▸ Task statement: Return verbatim all lines from the first one in the records to the line with "locally; anything else", both ends kept.

▸ Extracted material:
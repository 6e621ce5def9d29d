//! # Headless Wallet
//!
//! A browser-wallet emulator for automated dApp testing, implementing:
//! - [EIP-1193](https://eips.ethereum.org/EIPS/eip-1193): Ethereum Provider JavaScript API
//! - [EIP-712](https://eips.ethereum.org/EIPS/eip-712): Typed structured data hashing and signing
//! - [EIP-2255](https://eips.ethereum.org/EIPS/eip-2255): Wallet permissions
//! - [EIP-3085](https://eips.ethereum.org/EIPS/eip-3085) / [EIP-3326](https://eips.ethereum.org/EIPS/eip-3326):
//!   Adding and switching chains
//!
//! ## Architecture
//!
//! Requests flow through an ordered pipeline of method handlers. Before any
//! handler runs, the request suspends on the authorization gate until the
//! hosting test harness approves or rejects it. Handlers resolve account,
//! chain, signing, permission and transaction methods locally; anything else
//! is forwarded verbatim to the active chain's live endpoint, and a terminal
//! handler reports methods nobody could carry.
//!
//! ```no_run
//! use headless_wallet::{WalletConfig, WalletProvider};
//! use headless_wallet_rpc::RpcRequest;
//!
//! # async fn example() -> Result<(), Box<dyn std::error::Error>> {
//! let wallet = WalletProvider::new(WalletConfig::default())?;
//! let chain_id = wallet.request(RpcRequest::new("eth_chainId", None)).await;
//! # Ok(())
//! # }
//! ```

pub mod authorization;
pub mod chain;
pub mod config;
pub mod engine;
pub mod error;
pub mod events;
pub mod handlers;
pub mod permissions;
pub mod provider;
pub mod submit;
pub mod transport;

pub use authorization::{AuthorizationOracle, AutoApprove, ManualAuthorization, PendingRequest};
pub use chain::{ChainDescriptor, ChainMetadataPolicy, ChainRegistry, NativeCurrency};
pub use config::{DEV_CHAIN_ID, WalletConfig, dev_chain, dev_signer};
pub use engine::RpcEngine;
pub use error::WalletError;
pub use events::{EmitFn, WalletEvent, noop_emitter};
pub use permissions::{CapabilityKind, GLOBAL_SCOPE, PermissionDescriptor, PermissionSystem};
pub use provider::WalletProvider;
pub use submit::{SignAndBroadcast, TransactionSubmitter};
pub use transport::{ChainTransport, HttpTransport, HttpTransportFactory, TransportError, TransportFactory};

/// Re-export of the wire-level JSON-RPC bindings.
pub use headless_wallet_rpc as rpc;
//! The assembled wallet provider.

use crate::{
    authorization::AuthorizationOracle,
    chain::{ChainMetadataPolicy, ChainRegistry},
    config::WalletConfig,
    engine::RpcEngine,
    error::Result,
    events::{EmitFn, WalletEvent},
    handlers::{
        AccountsHandler, ChainHandler, PassthroughHandler, PermissionsHandler, SignHandler,
        TransactionHandler, UnsupportedHandler,
    },
    permissions::PermissionSystem,
    submit::SignAndBroadcast,
    transport::TransportFactory,
};
use alloy_primitives::{Address, ChainId};
use alloy_signer_local::PrivateKeySigner;
use headless_wallet_rpc::{ResponseResult, RpcRequest};
use parking_lot::RwLock;
use std::sync::Arc;
use tracing::debug;

/// A headless, EIP-1193-style wallet provider.
///
/// Cheap to share behind an [`Arc`]; any number of requests may be dispatched
/// concurrently.
pub struct WalletProvider {
    accounts: RwLock<Arc<Vec<PrivateKeySigner>>>,
    wps: Arc<PermissionSystem>,
    registry: Arc<ChainRegistry>,
    transports: Arc<dyn TransportFactory>,
    oracle: Arc<dyn AuthorizationOracle>,
    metadata_policy: ChainMetadataPolicy,
    emit: EmitFn,
    engine: RwLock<Arc<RpcEngine>>,
}

impl WalletProvider {
    /// Builds the provider and its handler pipeline from `config`. Fails if
    /// the configured active chain is not among the known chains.
    pub fn new(config: WalletConfig) -> Result<Self> {
        let WalletConfig {
            accounts,
            chains,
            active_chain,
            metadata_policy,
            oracle,
            transports,
            emit,
        } = config;

        let registry = Arc::new(ChainRegistry::new(chains, active_chain)?);
        let wps = Arc::new(PermissionSystem::new());
        let accounts = Arc::new(accounts);
        let engine = build_pipeline(
            &accounts,
            &wps,
            &registry,
            &transports,
            &oracle,
            metadata_policy,
            &emit,
        );

        Ok(Self {
            accounts: RwLock::new(accounts),
            wps,
            registry,
            transports,
            oracle,
            metadata_policy,
            emit,
            engine: RwLock::new(Arc::new(engine)),
        })
    }

    /// Dispatches one request through the pipeline and resolves once it
    /// settles.
    ///
    /// Requests already in flight when the account set is replaced keep the
    /// pipeline they started with.
    pub async fn request(&self, request: RpcRequest) -> ResponseResult {
        let engine = self.engine.read().clone();
        engine.dispatch(request).await
    }

    /// Atomically replaces the account set and rebuilds the handler chain so
    /// signing and transaction handlers re-bind to the new first account.
    pub fn replace_accounts(&self, accounts: Vec<PrivateKeySigner>) {
        let accounts = Arc::new(accounts);
        let engine = build_pipeline(
            &accounts,
            &self.wps,
            &self.registry,
            &self.transports,
            &self.oracle,
            self.metadata_policy,
            &self.emit,
        );

        let addresses: Vec<Address> = accounts.iter().map(|a| a.address()).collect();
        debug!(target: "wallet::provider", accounts = addresses.len(), "account set replaced");
        *self.accounts.write() = accounts;
        *self.engine.write() = Arc::new(engine);
        (self.emit)(WalletEvent::AccountsChanged(addresses));
    }

    /// The configured account addresses, in configuration order.
    pub fn addresses(&self) -> Vec<Address> {
        self.accounts.read().iter().map(|a| a.address()).collect()
    }

    /// The currently active chain id.
    pub fn chain_id(&self) -> ChainId {
        self.registry.active_id()
    }

    /// The chain registry shared with the pipeline.
    pub fn chain_registry(&self) -> &Arc<ChainRegistry> {
        &self.registry
    }

    /// The permission system shared with the pipeline.
    pub fn permissions(&self) -> &Arc<PermissionSystem> {
        &self.wps
    }
}

/// Assembles the handler chain in its fixed order. The authorization gate sits
/// in front of every handler; the terminal handler is always last.
fn build_pipeline(
    accounts: &Arc<Vec<PrivateKeySigner>>,
    wps: &Arc<PermissionSystem>,
    registry: &Arc<ChainRegistry>,
    transports: &Arc<dyn TransportFactory>,
    oracle: &Arc<dyn AuthorizationOracle>,
    metadata_policy: ChainMetadataPolicy,
    emit: &EmitFn,
) -> RpcEngine {
    let mut engine = RpcEngine::new(oracle.clone());

    engine.register(AccountsHandler::new(accounts.clone(), wps.clone(), emit.clone()));
    if let Some(account) = accounts.first() {
        engine.register(SignHandler::new(account.clone()));
    }
    engine.register(ChainHandler::new(registry.clone(), metadata_policy, emit.clone()));
    if let Some(account) = accounts.first() {
        let submitter =
            SignAndBroadcast::new(account.clone(), registry.clone(), transports.clone());
        engine.register(TransactionHandler::new(Arc::new(submitter)));
    }
    engine.register(PermissionsHandler::new(wps.clone(), accounts.clone(), emit.clone()));
    engine.register(PassthroughHandler::new(registry.clone(), transports.clone()));
    engine.register(UnsupportedHandler);

    engine
}
//! The authorization gate: every request suspends here until the hosting
//! environment decides on it.
//!
//! The gate itself is a seam, not a scheduler. [`AuthorizationOracle::authorize`]
//! receives the request and the remaining pipeline as a continuation; the
//! oracle decides when (and whether) to run it. The queue of pending approvals
//! lives in the oracle implementation, mirroring how a test harness models
//! "click approve".

use crate::error::WalletError;
use async_trait::async_trait;
use futures::future::BoxFuture;
use headless_wallet_rpc::{ResponseResult, RpcRequest};
use parking_lot::Mutex;
use tokio::sync::oneshot;
use tracing::trace;
use uuid::Uuid;

/// The remaining pipeline for one request. Must be run at most once.
pub type Proceed<'a> = BoxFuture<'a, ResponseResult>;

/// Decides whether a request may proceed into the handler chain.
#[async_trait]
pub trait AuthorizationOracle: Send + Sync {
    /// Holds `proceed` until a decision is made for `request`.
    ///
    /// On approval the oracle runs the continuation exactly once and resolves
    /// with its response; on rejection it resolves with an error response
    /// without ever running it. An oracle that never decides leaves the
    /// dispatch unsettled; timeouts are the caller's policy.
    async fn authorize(&self, request: &RpcRequest, proceed: Proceed<'_>) -> ResponseResult;
}

/// Approves every request immediately.
#[derive(Clone, Copy, Debug, Default)]
pub struct AutoApprove;

#[async_trait]
impl AuthorizationOracle for AutoApprove {
    async fn authorize(&self, _request: &RpcRequest, proceed: Proceed<'_>) -> ResponseResult {
        proceed.await
    }
}

struct PendingAuthorization {
    id: Uuid,
    request: RpcRequest,
    decision: oneshot::Sender<bool>,
}

/// A pending request as seen by the harness.
#[derive(Clone, Debug, PartialEq, Eq)]
pub struct PendingRequest {
    pub id: Uuid,
    pub request: RpcRequest,
}

/// An oracle driven by an external harness: requests queue up until
/// [`approve`](Self::approve) or [`reject`](Self::reject) is called for them.
///
/// A pending entry is removed the moment its decision is delivered.
#[derive(Default)]
pub struct ManualAuthorization {
    pending: Mutex<Vec<PendingAuthorization>>,
}

impl ManualAuthorization {
    pub fn new() -> Self {
        Self::default()
    }

    /// Snapshot of the requests currently awaiting a decision, oldest first.
    pub fn pending(&self) -> Vec<PendingRequest> {
        self.pending
            .lock()
            .iter()
            .map(|p| PendingRequest { id: p.id, request: p.request.clone() })
            .collect()
    }

    /// Approves the pending request with `id`. Returns `false` if no such
    /// request is waiting.
    pub fn approve(&self, id: Uuid) -> bool {
        self.decide(id, true)
    }

    /// Rejects the pending request with `id`.
    pub fn reject(&self, id: Uuid) -> bool {
        self.decide(id, false)
    }

    /// Approves the oldest pending request, if any.
    pub fn approve_next(&self) -> bool {
        self.next_id().is_some_and(|id| self.approve(id))
    }

    /// Rejects the oldest pending request, if any.
    pub fn reject_next(&self) -> bool {
        self.next_id().is_some_and(|id| self.reject(id))
    }

    fn next_id(&self) -> Option<Uuid> {
        self.pending.lock().first().map(|p| p.id)
    }

    fn decide(&self, id: Uuid, approved: bool) -> bool {
        let entry = {
            let mut pending = self.pending.lock();
            let Some(pos) = pending.iter().position(|p| p.id == id) else { return false };
            pending.remove(pos)
        };
        trace!(target: "wallet::authorize", %id, approved, "authorization decided");
        entry.decision.send(approved).is_ok()
    }
}

#[async_trait]
impl AuthorizationOracle for ManualAuthorization {
    async fn authorize(&self, request: &RpcRequest, proceed: Proceed<'_>) -> ResponseResult {
        let (tx, rx) = oneshot::channel();
        let id = Uuid::new_v4();
        self.pending.lock().push(PendingAuthorization {
            id,
            request: request.clone(),
            decision: tx,
        });
        trace!(target: "wallet::authorize", %id, method = %request.method, "awaiting authorization");

        match rx.await {
            Ok(true) => proceed.await,
            // an explicit rejection, or a decision channel dropped by the
            // harness, reads as a refusal rather than a hang
            Ok(false) | Err(_) => ResponseResult::Error(WalletError::Rejected.to_rpc_error()),
        }
    }
}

▸ Finished task:
repository 6e621ce5def9d29d
//! # Headless Wallet
//!
//! A browser-wallet emulator for automated dApp testing, implementing:
//! - [EIP-1193](https://eips.ethereum.org/EIPS/eip-1193): Ethereum Provider JavaScript API
//! - [EIP-712](https://eips.ethereum.org/EIPS/eip-712): Typed structured data hashing and signing
//! - [EIP-2255](https://eips.ethereum.org/EIPS/eip-2255): Wallet permissions
//! - [EIP-3085](https://eips.ethereum.org/EIPS/eip-3085) / [EIP-3326](https://eips.ethereum.org/EIPS/eip-3326):
//!   Adding and switching chains
//!
//! ## Architecture
//!
//! Requests flow through an ordered pipeline of method handlers. Before any
//! handler runs, the request suspends on the authorization gate until the
//! hosting test harness approves or rejects it. Handlers resolve account,
//! chain, signing, permission and transaction methods locally; anything else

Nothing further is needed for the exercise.